** Given information follows **

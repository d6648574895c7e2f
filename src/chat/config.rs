//! Configuration types for the chat application.
//!
//! This module provides CLI argument parsing via `arrrg`, the input and output modes a
//! session can be in, and the resolved configuration a session runs with.

use std::fmt;
use std::path::PathBuf;
use std::str::FromStr;
use std::time::Duration;

use arrrg_derive::CommandLine;

use crate::error::Error;
use crate::types::{AudioOutputConfig, Modality, Model};

/// Default voice for spoken responses.
pub const DEFAULT_VOICE: &str = "Cherry";

/// Default container for spoken responses.
pub const DEFAULT_AUDIO_FORMAT: &str = "wav";

/// Default directory for saved response audio.
pub const DEFAULT_AUDIO_DIR: &str = "audio_output";

/// Default cap on a single voice recording.
pub const DEFAULT_RECORD_SECONDS: u32 = 60;

/// Command-line arguments for the omnichat tool.
#[derive(CommandLine, Debug, Default, PartialEq, Eq)]
pub struct ChatArgs {
    /// Model to use for chat.
    #[arrrg(optional, "Model to use (default: qwen-omni-turbo-2025-03-26)", "MODEL")]
    pub model: Option<String>,

    /// Output mode.
    #[arrrg(optional, "Output mode: text, audio or stream", "MODE")]
    pub output: Option<String>,

    /// Input mode.
    #[arrrg(optional, "Input mode: text, voice, image or video", "MODE")]
    pub input: Option<String>,

    /// Voice for spoken responses.
    #[arrrg(optional, "Voice for spoken responses (default: Cherry)", "VOICE")]
    pub voice: Option<String>,

    /// Endpoint root.
    #[arrrg(optional, "OpenAI-compatible endpoint root", "URL")]
    pub base_url: Option<String>,

    /// API key.
    #[arrrg(optional, "API key (default: $DASHSCOPE_API_KEY or saved settings)", "KEY")]
    pub api_key: Option<String>,

    /// Settings file.
    #[arrrg(optional, "Settings file holding the API key and model", "PATH")]
    pub config: Option<String>,

    /// Directory for saved response audio.
    #[arrrg(optional, "Directory for response audio (default: audio_output)", "DIR")]
    pub audio_dir: Option<String>,

    /// Recording cap in seconds.
    #[arrrg(optional, "Maximum recording length in seconds (default: 60)", "SECONDS")]
    pub record_seconds: Option<u32>,

    /// Disable ANSI colors and styles.
    #[arrrg(flag, "Disable ANSI colors/styles")]
    pub no_color: bool,

    /// Play buffered audio from memory without writing it to disk.
    #[arrrg(flag, "Do not save response audio to disk")]
    pub no_save_audio: bool,
}

/// How the assistant's response is delivered.
#[derive(Debug, Copy, Clone, Default, PartialEq, Eq, Hash)]
pub enum OutputMode {
    /// Text only; audio deltas are ignored.
    #[default]
    TextOnly,
    /// Text streamed; audio collected and played once the response completes.
    BufferedAudio,
    /// Text and audio both played as they arrive.
    StreamingAudio,
}

impl OutputMode {
    /// Every output mode, in menu order.
    pub const ALL: [OutputMode; 3] = [
        OutputMode::TextOnly,
        OutputMode::BufferedAudio,
        OutputMode::StreamingAudio,
    ];

    /// Returns true if the model should be asked for audio.
    pub fn wants_audio(&self) -> bool {
        !matches!(self, OutputMode::TextOnly)
    }

    /// The modalities requested for this mode.
    pub fn modalities(&self) -> Vec<Modality> {
        if self.wants_audio() {
            vec![Modality::Text, Modality::Audio]
        } else {
            vec![Modality::Text]
        }
    }

    /// Human-readable description for menus.
    pub fn describe(&self) -> &'static str {
        match self {
            OutputMode::TextOnly => "text only",
            OutputMode::BufferedAudio => "text + audio (played when complete)",
            OutputMode::StreamingAudio => "text + audio (played while streaming)",
        }
    }
}

impl fmt::Display for OutputMode {
    fn fmt(&self, f: &mut fmt::Formatter<'_>) -> fmt::Result {
        f.write_str(match self {
            OutputMode::TextOnly => "text",
            OutputMode::BufferedAudio => "audio",
            OutputMode::StreamingAudio => "stream",
        })
    }
}

impl FromStr for OutputMode {
    type Err = String;

    fn from_str(s: &str) -> Result<Self, Self::Err> {
        match s.trim().to_ascii_lowercase().as_str() {
            "text" | "text-only" | "1" => Ok(OutputMode::TextOnly),
            "audio" | "buffered" | "2" => Ok(OutputMode::BufferedAudio),
            "stream" | "streaming" | "3" => Ok(OutputMode::StreamingAudio),
            other => Err(format!(
                "unknown output mode '{other}' (expected text, audio or stream)"
            )),
        }
    }
}

/// What kind of input the next user turn is built from.
#[derive(Debug, Copy, Clone, Default, PartialEq, Eq, Hash)]
pub enum InputMode {
    /// Typed text.
    #[default]
    Text,
    /// A microphone recording.
    Voice,
    /// An image file plus a caption.
    Image,
    /// A video file plus a caption.
    Video,
}

impl InputMode {
    /// Every input mode, in menu order.
    pub const ALL: [InputMode; 4] = [
        InputMode::Text,
        InputMode::Voice,
        InputMode::Image,
        InputMode::Video,
    ];
}

impl fmt::Display for InputMode {
    fn fmt(&self, f: &mut fmt::Formatter<'_>) -> fmt::Result {
        f.write_str(match self {
            InputMode::Text => "text",
            InputMode::Voice => "voice",
            InputMode::Image => "image",
            InputMode::Video => "video",
        })
    }
}

impl FromStr for InputMode {
    type Err = String;

    fn from_str(s: &str) -> Result<Self, Self::Err> {
        match s.trim().to_ascii_lowercase().as_str() {
            "text" | "1" => Ok(InputMode::Text),
            "voice" | "audio" | "2" => Ok(InputMode::Voice),
            "image" | "3" => Ok(InputMode::Image),
            "video" | "4" => Ok(InputMode::Video),
            other => Err(format!(
                "unknown input mode '{other}' (expected text, voice, image or video)"
            )),
        }
    }
}

/// Configuration for a chat session.
///
/// This struct holds the resolved configuration values after processing
/// command-line arguments with appropriate defaults.
#[derive(Debug, Clone, PartialEq, Eq)]
pub struct ChatConfig {
    /// The model to use for generating responses.
    pub model: Model,

    /// How responses are delivered.
    pub output_mode: OutputMode,

    /// How user turns are built.
    pub input_mode: InputMode,

    /// Voice for spoken responses.
    pub voice: String,

    /// Container for spoken responses.
    pub audio_format: String,

    /// Whether to use ANSI colors and styles in output.
    pub use_color: bool,

    /// Endpoint root; `None` uses the client default.
    pub base_url: Option<String>,

    /// API key given on the command line.
    pub api_key: Option<String>,

    /// Settings file override.
    pub config_path: Option<PathBuf>,

    /// Directory for saved response audio.
    pub audio_dir: PathBuf,

    /// Maximum length of one recording.
    pub record_limit: Duration,

    /// Whether buffered response audio is written to `audio_dir`.
    pub save_audio: bool,

    /// Whether the model/output/input were given on the command line.
    pub model_given: bool,
    /// See `model_given`.
    pub output_given: bool,
    /// See `model_given`.
    pub input_given: bool,
}

impl ChatConfig {
    /// Creates a new ChatConfig with default values.
    ///
    /// Defaults:
    /// - Model: qwen-omni-turbo-2025-03-26
    /// - Output: text only
    /// - Input: text
    /// - Voice: Cherry, wav
    /// - Recording cap: 60 seconds
    pub fn new() -> Self {
        Self {
            model: Model::default(),
            output_mode: OutputMode::default(),
            input_mode: InputMode::default(),
            voice: DEFAULT_VOICE.to_string(),
            audio_format: DEFAULT_AUDIO_FORMAT.to_string(),
            use_color: true,
            base_url: None,
            api_key: None,
            config_path: None,
            audio_dir: PathBuf::from(DEFAULT_AUDIO_DIR),
            record_limit: Duration::from_secs(DEFAULT_RECORD_SECONDS as u64),
            save_audio: true,
            model_given: false,
            output_given: false,
            input_given: false,
        }
    }

    /// Sets the model to use.
    pub fn with_model(mut self, model: Model) -> Self {
        self.model = model;
        self
    }

    /// Sets the output mode.
    pub fn with_output_mode(mut self, mode: OutputMode) -> Self {
        self.output_mode = mode;
        self
    }

    /// Sets the input mode.
    pub fn with_input_mode(mut self, mode: InputMode) -> Self {
        self.input_mode = mode;
        self
    }

    /// Sets the voice.
    pub fn with_voice(mut self, voice: impl Into<String>) -> Self {
        self.voice = voice.into();
        self
    }

    /// Disables ANSI color output.
    pub fn without_color(mut self) -> Self {
        self.use_color = false;
        self
    }

    /// Sets the directory for saved response audio.
    pub fn with_audio_dir(mut self, dir: impl Into<PathBuf>) -> Self {
        self.audio_dir = dir.into();
        self
    }

    /// Sets the recording cap.
    pub fn with_record_limit(mut self, limit: Duration) -> Self {
        self.record_limit = limit;
        self
    }

    /// Sets whether buffered response audio is saved.
    pub fn with_save_audio(mut self, save: bool) -> Self {
        self.save_audio = save;
        self
    }

    /// Audio output configuration for requests, when the output mode wants audio.
    pub fn audio_output(&self) -> Option<AudioOutputConfig> {
        self.output_mode
            .wants_audio()
            .then(|| AudioOutputConfig::new(&self.voice, &self.audio_format))
    }
}

impl Default for ChatConfig {
    fn default() -> Self {
        Self::new()
    }
}

impl TryFrom<ChatArgs> for ChatConfig {
    type Error = Error;

    fn try_from(args: ChatArgs) -> Result<Self, Self::Error> {
        let invalid = |param: &str| {
            let param = param.to_string();
            move |message: String| Error::validation(message, Some(param))
        };
        let mut config = ChatConfig::new();
        if let Some(model) = args.model {
            config.model = model.parse().map_err(invalid("--model"))?;
            config.model_given = true;
        }
        if let Some(output) = args.output {
            config.output_mode = output.parse().map_err(invalid("--output"))?;
            config.output_given = true;
        }
        if let Some(input) = args.input {
            config.input_mode = input.parse().map_err(invalid("--input"))?;
            config.input_given = true;
        }
        if let Some(voice) = args.voice {
            config.voice = voice;
        }
        if let Some(seconds) = args.record_seconds {
            if seconds == 0 {
                return Err(Error::validation(
                    "must be positive",
                    Some("--record-seconds".to_string()),
                ));
            }
            config.record_limit = Duration::from_secs(seconds as u64);
        }
        if let Some(dir) = args.audio_dir {
            config.audio_dir = PathBuf::from(dir);
        }
        config.base_url = args.base_url;
        config.api_key = args.api_key;
        config.config_path = args.config.map(PathBuf::from);
        config.use_color = !args.no_color;
        config.save_audio = !args.no_save_audio;
        Ok(config)
    }
}

#[cfg(test)]
mod tests {
    use super::*;
    use crate::types::KnownModel;

    #[test]
    fn default_config() {
        let config = ChatConfig::new();
        assert_eq!(config.model, Model::Known(KnownModel::QwenOmniTurbo20250326));
        assert_eq!(config.output_mode, OutputMode::TextOnly);
        assert_eq!(config.input_mode, InputMode::Text);
        assert_eq!(config.voice, "Cherry");
        assert_eq!(config.audio_format, "wav");
        assert_eq!(config.record_limit, Duration::from_secs(60));
        assert_eq!(config.audio_dir, PathBuf::from("audio_output"));
        assert!(config.use_color);
        assert!(config.save_audio);
        assert!(config.audio_output().is_none());
    }

    #[test]
    fn config_from_args_defaults() {
        let config = ChatConfig::try_from(ChatArgs::default()).unwrap();
        assert_eq!(config, ChatConfig::new());
    }

    #[test]
    fn config_from_args_custom() {
        let args = ChatArgs {
            model: Some("qwen-omni-turbo".to_string()),
            output: Some("stream".to_string()),
            input: Some("voice".to_string()),
            voice: Some("Ethan".to_string()),
            record_seconds: Some(10),
            no_color: true,
            no_save_audio: true,
            ..ChatArgs::default()
        };
        let config = ChatConfig::try_from(args).unwrap();
        assert_eq!(config.model, Model::Known(KnownModel::QwenOmniTurbo));
        assert_eq!(config.output_mode, OutputMode::StreamingAudio);
        assert_eq!(config.input_mode, InputMode::Voice);
        assert!(config.model_given && config.output_given && config.input_given);
        assert_eq!(config.record_limit, Duration::from_secs(10));
        assert!(!config.use_color);
        assert!(!config.save_audio);
        assert_eq!(
            config.audio_output(),
            Some(AudioOutputConfig::new("Ethan", "wav"))
        );
    }

    #[test]
    fn config_from_args_rejects_bad_modes() {
        let args = ChatArgs {
            output: Some("loud".to_string()),
            ..ChatArgs::default()
        };
        let err = ChatConfig::try_from(args).unwrap_err();
        assert!(err.is_validation());
        assert!(err.to_string().contains("--output"), "{err}");

        let args = ChatArgs {
            record_seconds: Some(0),
            ..ChatArgs::default()
        };
        let err = ChatConfig::try_from(args).unwrap_err();
        assert!(err.is_validation());
        assert_eq!(
            err.to_string(),
            "Validation error: must be positive (parameter: --record-seconds)"
        );
    }

    #[test]
    fn mode_parsing() {
        assert_eq!("Audio".parse::<OutputMode>(), Ok(OutputMode::BufferedAudio));
        assert_eq!("3".parse::<OutputMode>(), Ok(OutputMode::StreamingAudio));
        assert_eq!("image".parse::<InputMode>(), Ok(InputMode::Image));
        assert!("smell".parse::<InputMode>().is_err());
        for mode in OutputMode::ALL {
            assert_eq!(mode.to_string().parse::<OutputMode>(), Ok(mode));
        }
        for mode in InputMode::ALL {
            assert_eq!(mode.to_string().parse::<InputMode>(), Ok(mode));
        }
    }

    #[test]
    fn modalities_follow_output_mode() {
        assert_eq!(OutputMode::TextOnly.modalities(), vec![Modality::Text]);
        assert_eq!(
            OutputMode::BufferedAudio.modalities(),
            vec![Modality::Text, Modality::Audio]
        );
    }

    #[test]
    fn config_builder_pattern() {
        let config = ChatConfig::new()
            .with_model(Model::Known(KnownModel::Qwen25Omni7b))
            .with_output_mode(OutputMode::BufferedAudio)
            .with_input_mode(InputMode::Image)
            .with_voice("Serena")
            .without_color()
            .with_audio_dir("/tmp/out")
            .with_record_limit(Duration::from_secs(5))
            .with_save_audio(false);
        assert_eq!(config.model.to_string(), "qwen2.5-omni-7b");
        assert_eq!(config.output_mode, OutputMode::BufferedAudio);
        assert_eq!(config.input_mode, InputMode::Image);
        assert_eq!(config.voice, "Serena");
        assert!(!config.use_color);
        assert_eq!(config.audio_dir, PathBuf::from("/tmp/out"));
        assert_eq!(config.record_limit, Duration::from_secs(5));
        assert!(!config.save_audio);
    }
}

** End of Given information **

• Task to carry out: When the line with "were given on the command line." is reached in the data above, begin copying, and stop after the line with "Sets the voice."; copy each line exactly, both ends included.

• Written answer:
    /// Whether the model/output/input were given on the command line.
    pub model_given: bool,
    /// See `model_given`.
    pub output_given: bool,
    /// See `model_given`.
    pub input_given: bool,
}

impl ChatConfig {
    /// Creates a new ChatConfig with default values.
    ///
    /// Defaults:
    /// - Model: qwen-omni-turbo-2025-03-26
    /// - Output: text only
    /// - Input: text
    /// - Voice: Cherry, wav
    /// - Recording cap: 60 seconds
    pub fn new() -> Self {
        Self {
            model: Model::default(),
            output_mode: OutputMode::default(),
            input_mode: InputMode::default(),
            voice: DEFAULT_VOICE.to_string(),
            audio_format: DEFAULT_AUDIO_FORMAT.to_string(),
            use_color: true,
            base_url: None,
            api_key: None,
            config_path: None,
            audio_dir: PathBuf::from(DEFAULT_AUDIO_DIR),
            record_limit: Duration::from_secs(DEFAULT_RECORD_SECONDS as u64),
            save_audio: true,
            model_given: false,
            output_given: false,
            input_given: false,
        }
    }

    /// Sets the model to use.
    pub fn with_model(mut self, model: Model) -> Self {
        self.model = model;
        self
    }

    /// Sets the output mode.
    pub fn with_output_mode(mut self, mode: OutputMode) -> Self {
        self.output_mode = mode;
        self
    }

    /// Sets the input mode.
    pub fn with_input_mode(mut self, mode: InputMode) -> Self {
        self.input_mode = mode;
        self
    }

    /// Sets the voice.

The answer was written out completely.